Other Self-Contradictory Problems

• Barber Paradox: The barber shaves exactly those men who do not shave themselves
• Who shaves the barber?


• More precise statement: For every man x, B shaves x iff x does not shave x
• What if x is B?
• B shaves B iff B does not shave B


• Diagonalize: rows and columns: man 1, 2, 3
• Entry (i,j): man i shaves man j
• Barber's row:
• Opposite of diagonals
• Barber's column??


• More problems:
• This statement is true.
• This statement is false.


• A = a book containing a list of all self-mentioning books
• B = a book containing a list of all non-self-mentioning books
• Is A in A's list? Is B in B's list?


• M is the list of all songs not in playlist L
• N is the list of all songs not in playlist N


• Russel's paradox: Let R be the set of sets that do not contain themselves as members.
• R = {A | A ∉ A}.
• Example 1: the set of all sets with more than one member is a member of itself (thus it is in R)
• Example 2: The set of all sets with exactly one member is not a member of itself (thus is it not in R)?


• Now, is R a member of itself?

Corollary 4.18: Unrecognizable Languages Exist

1. The set of all Turing machines is countable. Proof:
• Every TM M can be encoded as a string <M>
• The set of strings Σ* is countable
• List all strings of length 1, length 2, ...


• To count the TM, list all strings and cross off the ones that aren't valid TMs


2. The set of all languages is NOT countable. Proof:
• An infinite binary sequence is a sequence of 0s and 1s that goes on forever
• Example: 0, 0, 1, 1, 0, 0, ...


• Each infinite binary sequence corresponds to a language over Σ
• The 1 terms of an IBS correspond to the elements of Σ* that are in the language
• Example:
1. Σ = {a, b}
2. Σ* = {ε, a, b, aa, ab, ba, bb, aaa, ...}
3. L = {a, ab }
4. IBS for L = 0, 1, 0, 0, 1, 0, 0 , ... (rest are 0)
5. The second and fifth elements of Σ* are in L


• The set of all infinite binary sequences is not countable
• We can use diagonalization to show they are not countable
• Given a list of all binary sequences, we can construct one that is not on the list!

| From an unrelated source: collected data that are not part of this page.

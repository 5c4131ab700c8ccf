//! # agentry
//!
//! Vendor-agnostic conversational agent runtime. One canonical message
//! model that round-trips through OpenAI, Anthropic, Google Gemini,
//! DeepSeek and Qwen wire formats, a tool-calling conversation loop with
//! unit-safe history truncation, and a function registry that federates
//! native Rust tools with tools discovered from MCP subprocess servers.

pub mod conversation;
pub mod dispatch;
pub mod drivers;
pub mod history;
pub mod mcp;
pub mod registry;
pub mod transport;
pub mod types;

/// Result type alias for the library
pub type Result<T> = std::result::Result<T, Error>;

// Re-export main types for convenience
pub use conversation::{ChatOutcome, Conversation, ConversationLimits, FinishReason};
pub use dispatch::{ChatBackend, ProviderConfig, ProviderDispatcher};
pub use drivers::Provider;
pub use mcp::{McpPool, McpServerConfig};
pub use registry::FunctionRegistry;
pub use types::{
    message::{ContentPart, Message, Role},
    request::{ChatRequest, ChatResponse, Usage},
    tool::{ToolCall, ToolDefinition},
};

/// Error type for the library
pub mod error;
pub use error::Error;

3. Thus, the number of TM is countable, but the number of languages is uncountable!
• Thus, there are more languages than Turing Machines!
• Languages exist that are NOT Turing-recognizable (Corollary 4.18)
• Can we find such a language?
• Yes. We can show that A_TM' is not Turing-recognizable!

A_TM' is NOT RECOGNIZABLE

• If A_TM' were recognizable, then a machine could tell if a string was NOT in A_TM


• Proof:
• Assume TM V Recognizes A_TM'
• If <M, w> ∈ A_TM' then V halts (in the Accept state) on <M, w>
• But if X ∈ A_TM' then X ∉ A_TM
• Thus we can use U and V to build H (a decider for A_TM, as follows:
• On input X, run U and V simultaneously.
• If X ∈ A_TM then U will halt in its Accept state, and D Accepts
• If X ∉ A_TM then V will halt in its Accept state, and D Rejects
• But of course D does not exist, so V does not exist.
• This machine would solve H, so it can't exist!


• The proof introduces the concept of Co-Turing-Recognizable

Co-Turing-Recognizable

• A language is Co-Turing-Recognizable if it is the complement of a Turing Recognizable language


• Theorem 4.22: A language is decidable IFF it is Turing-Recognizable and Co-Turing-Recognizable


• Proof: If language A is both, we can build a machine that halts both for w in A and for w not in A.